Supporting a Friend After an Abortion Decision: Ethical & Practical Guidance
Questionlast week a friend of mine that im not extremley close to broke down and told me her partner had talked her in to having an abortion. the impression i get from her is that he forced her into it by booking the flights and the clinic miles away from home in the mainland uk. We live in Ireland, it is still ilegal here to have an abortion unless there is abnoralities or imitigating circumstances. she is close to her mum but said nothing to her mum at the time. she explained to me how nshe keeps thinking she would have a three month old baby now and how its breaking her heart. They were both as far as i knew in a stable relationship for nearly two years have a home together. but lateley suspisions that me and another friend have had about him have been confirmed, but thats another issue. she has been heavily drinking and is emotionally distraught, we also fear for her and feel she has been self harming, which she had done in the past many years ago. i feel for her she has been through so much and for her to be dealing with this on her own breaks my heart. the night she broke down to me i didn't know what to say to her. I have begged her to see her GP or a practice nurse at the local health clinic. What else can I do and what other advice can i give her or who can i turn her to. thankyou tanya.

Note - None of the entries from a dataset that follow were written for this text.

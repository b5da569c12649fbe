use clap::Parser;
use logtail::config::{TailConfig, DEFAULT_CONFIG_FILE};
use logtail::error::FollowError;
use logtail::filter::{FilterSink, LineFilter};
use logtail::follower::{MissingPolicy, PartialLinePolicy, TruncationPolicy};
use logtail::output::{OutputFormat, TerminalSink};
use logtail::session;
use logtail::signals::shutdown_signal;
use logtail::sink::{ChannelSink, Sink, StopReason};
use std::path::PathBuf;
use std::process::ExitCode;
use tokio::sync::mpsc;
use tokio_stream::wrappers::ReceiverStream;
use tokio_stream::StreamExt;

/// Monitor a log file continuously, like `tail -f`: print the last lines,
/// then every line appended after them, restarting when the file is
/// truncated or rotated.
#[derive(Parser, Debug)]
#[command(name = "logtail", version, about)]
pub struct Cli {
    /// Path to the log file to monitor
    filename: PathBuf,

    /// Number of initial lines to display, 0 to skip (default: 10)
    #[arg(short = 'n', long)]
    lines: Option<usize>,

    /// Seconds to sleep between checks (default: 1.0)
    #[arg(short = 's', long = "sleep-interval", value_name = "SECONDS")]
    sleep_interval: Option<f64>,

    /// Config file path (default: logtail.toml, if present)
    #[arg(short, long)]
    config: Option<PathBuf>,

    /// Output format
    #[arg(long, value_enum)]
    format: Option<OutputFormat>,

    /// Only print lines matching this pattern
    #[arg(short, long, value_name = "PATTERN")]
    grep: Option<String>,

    /// Match --grep case-sensitively
    #[arg(long)]
    case_sensitive: bool,

    /// Treat --grep as a literal string
    #[arg(short = 'F', long)]
    fixed_strings: bool,

    /// After truncation, follow only new content instead of replaying the file
    #[arg(long)]
    no_replay: bool,

    /// Print an unterminated last line when stopping
    #[arg(long)]
    flush_partial: bool,

    /// Stop with an error if the file is deleted instead of waiting for it
    #[arg(long)]
    fail_on_missing: bool,

    /// Extra logging (poll cycles, truncation handling)
    #[arg(short, long)]
    verbose: bool,

    /// Suppress the start/stop banners
    #[arg(short, long)]
    quiet: bool,
}

impl Cli {
    /// Overlay command-line flags on file configuration.
    fn apply_to(&self, config: &mut TailConfig) {
        if let Some(lines) = self.lines {
            config.follow.lines = lines;
        }
        if let Some(secs) = self.sleep_interval {
            config.follow.sleep_interval_secs = secs;
        }
        if self.no_replay {
            config.follow.on_truncate = TruncationPolicy::SkipToEnd;
        }
        if self.flush_partial {
            config.follow.partial_lines = PartialLinePolicy::FlushOnStop;
        }
        if self.fail_on_missing {
            config.follow.on_missing = MissingPolicy::Fail;
        }
        if let Some(format) = self.format {
            config.output.format = format;
        }
        if self.grep.is_some() {
            config.output.grep = self.grep.clone();
        }
        if self.case_sensitive {
            config.output.case_sensitive = true;
        }
        if self.fixed_strings {
            config.output.fixed_strings = true;
        }
        if self.quiet {
            config.output.banners = false;
        }
    }
}

#[tokio::main]
async fn main() -> ExitCode {
    let cli = Cli::parse();
    init_tracing(cli.verbose);
    tracing::debug!(?cli, "parsed CLI arguments");

    match run(cli).await {
        Ok(StopReason::Cancelled) => ExitCode::SUCCESS,
        Ok(StopReason::Failed) => ExitCode::FAILURE,
        Err(e) => {
            eprintln!("Error: {e}");
            ExitCode::FAILURE
        }
    }
}

fn init_tracing(verbose: bool) {
    let default = if verbose { "debug" } else { "warn" };
    let filter = tracing_subscriber::EnvFilter::try_from_default_env()
        .unwrap_or_else(|_| tracing_subscriber::EnvFilter::new(default));
    tracing_subscriber::fmt()
        .with_env_filter(filter)
        .with_target(false)
        .with_writer(std::io::stderr)
        .init();
}

async fn run(cli: Cli) -> Result<StopReason, Box<dyn std::error::Error>> {
    let (config_path, required) = match &cli.config {
        Some(path) => (path.clone(), true),
        None => (PathBuf::from(DEFAULT_CONFIG_FILE), false),
    };
    let mut config = TailConfig::load(&config_path, required)?;
    cli.apply_to(&mut config);
    let options = config.follow_options()?;

    let filter = config
        .output
        .grep
        .as_deref()
        .map(|p| LineFilter::new(p, config.output.case_sensitive, config.output.fixed_strings))
        .transpose()?;

    let name = cli.filename.display().to_string();
    let mut terminal = TerminalSink::stdio(name.as_str(), config.output.format)
        .with_banners(config.output.banners)
        .with_replay(options.on_truncate == TruncationPolicy::Replay);

    let (tx, rx) = mpsc::channel(config.follow.channel_capacity.max(1));
    let channel = ChannelSink::new(tx);
    let started = match filter {
        Some(filter) => session::start(&cli.filename, options, FilterSink::new(channel, filter)),
        None => session::start(&cli.filename, options, channel),
    };
    let handle = match started {
        Ok(handle) => handle,
        Err(e @ FollowError::NotFound { .. }) => {
            terminal.on_error(e.kind(), &e.to_string());
            return Ok(StopReason::Failed);
        }
        Err(e) => return Err(e.into()),
    };
    terminal.started();

    let mut events = ReceiverStream::new(rx);
    let shutdown = shutdown_signal();
    tokio::pin!(shutdown);
    let mut cancelled = false;

    loop {
        tokio::select! {
            event = events.next() => {
                let Some(event) = event else { break };
                event.dispatch(&mut terminal);
                if terminal.is_broken() && !cancelled {
                    handle.cancel();
                    cancelled = true;
                }
            }
            _ = &mut shutdown, if !cancelled => {
                handle.cancel();
                cancelled = true;
            }
        }
    }

    let reason = tokio::task::spawn_blocking(move || handle.join())
        .await
        .unwrap_or(StopReason::Failed);
    tracing::debug!(?reason, "session ended");
    Ok(reason)
}
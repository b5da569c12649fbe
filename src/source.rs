//! File handle abstraction the follower reads through.

use crate::error::FollowError;
use std::fs::File;
use std::io::{self, Read, Seek, SeekFrom};
use std::path::{Path, PathBuf};

/// A readable, re-openable file identified by a path.
pub trait FileSource {
    /// Path the source was opened from.
    fn path(&self) -> &Path;

    /// Size as reported by the filesystem for the path, not by the open
    /// handle. `Ok(None)` means the path no longer exists.
    fn current_len(&self) -> io::Result<Option<u64>>;

    /// Read into `buf` starting at `offset` through the open handle.
    /// Returns 0 at end of file.
    fn read_at(&mut self, offset: u64, buf: &mut [u8]) -> io::Result<usize>;

    /// Drop the current handle and open the path again.
    fn reopen(&mut self) -> io::Result<()>;
}

/// A file on the local filesystem.
#[derive(Debug)]
pub struct LocalFile {
    path: PathBuf,
    file: File,
}

impl LocalFile {
    /// Open `path` for following. Directories are rejected.
    pub fn open(path: impl Into<PathBuf>) -> Result<Self, FollowError> {
        let path = path.into();
        let file = File::open(&path).map_err(|e| FollowError::from_io(&path, e))?;
        let meta = file.metadata().map_err(|e| FollowError::from_io(&path, e))?;
        if meta.is_dir() {
            return Err(FollowError::Io {
                path,
                source: io::Error::new(io::ErrorKind::InvalidInput, "is a directory"),
            });
        }
        tracing::debug!(path = %path.display(), len = meta.len(), "opened file");
        Ok(Self { path, file })
    }
}

impl FileSource for LocalFile {
    fn path(&self) -> &Path {
        &self.path
    }

    fn current_len(&self) -> io::Result<Option<u64>> {
        match std::fs::metadata(&self.path) {
            Ok(meta) => Ok(Some(meta.len())),
            Err(e) if e.kind() == io::ErrorKind::NotFound => Ok(None),
            Err(e) => Err(e),
        }
    }

    fn read_at(&mut self, offset: u64, buf: &mut [u8]) -> io::Result<usize> {
        self.file.seek(SeekFrom::Start(offset))?;
        self.file.read(buf)
    }

    fn reopen(&mut self) -> io::Result<()> {
        self.file = File::open(&self.path)?;
        tracing::debug!(path = %self.path.display(), "reopened file");
        Ok(())
    }
}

AnswerI would suggest she talk to someone experienced in post-abortion issues. In the US we have a few organizations that do that, most crisis pregnancy centers will help and if you're Catholic there is a project called Rachel's Vineyard that is designed for healing. In the UK, there is Imagenet (0845 330 8466) and I'm sure there must be something through the church. www.prolifecare.com offers email counselling and www.pregnancycenter.org has email, phone (US) and AOL IM counselling.
Hope that helps, if you need me to find some more resources let me know.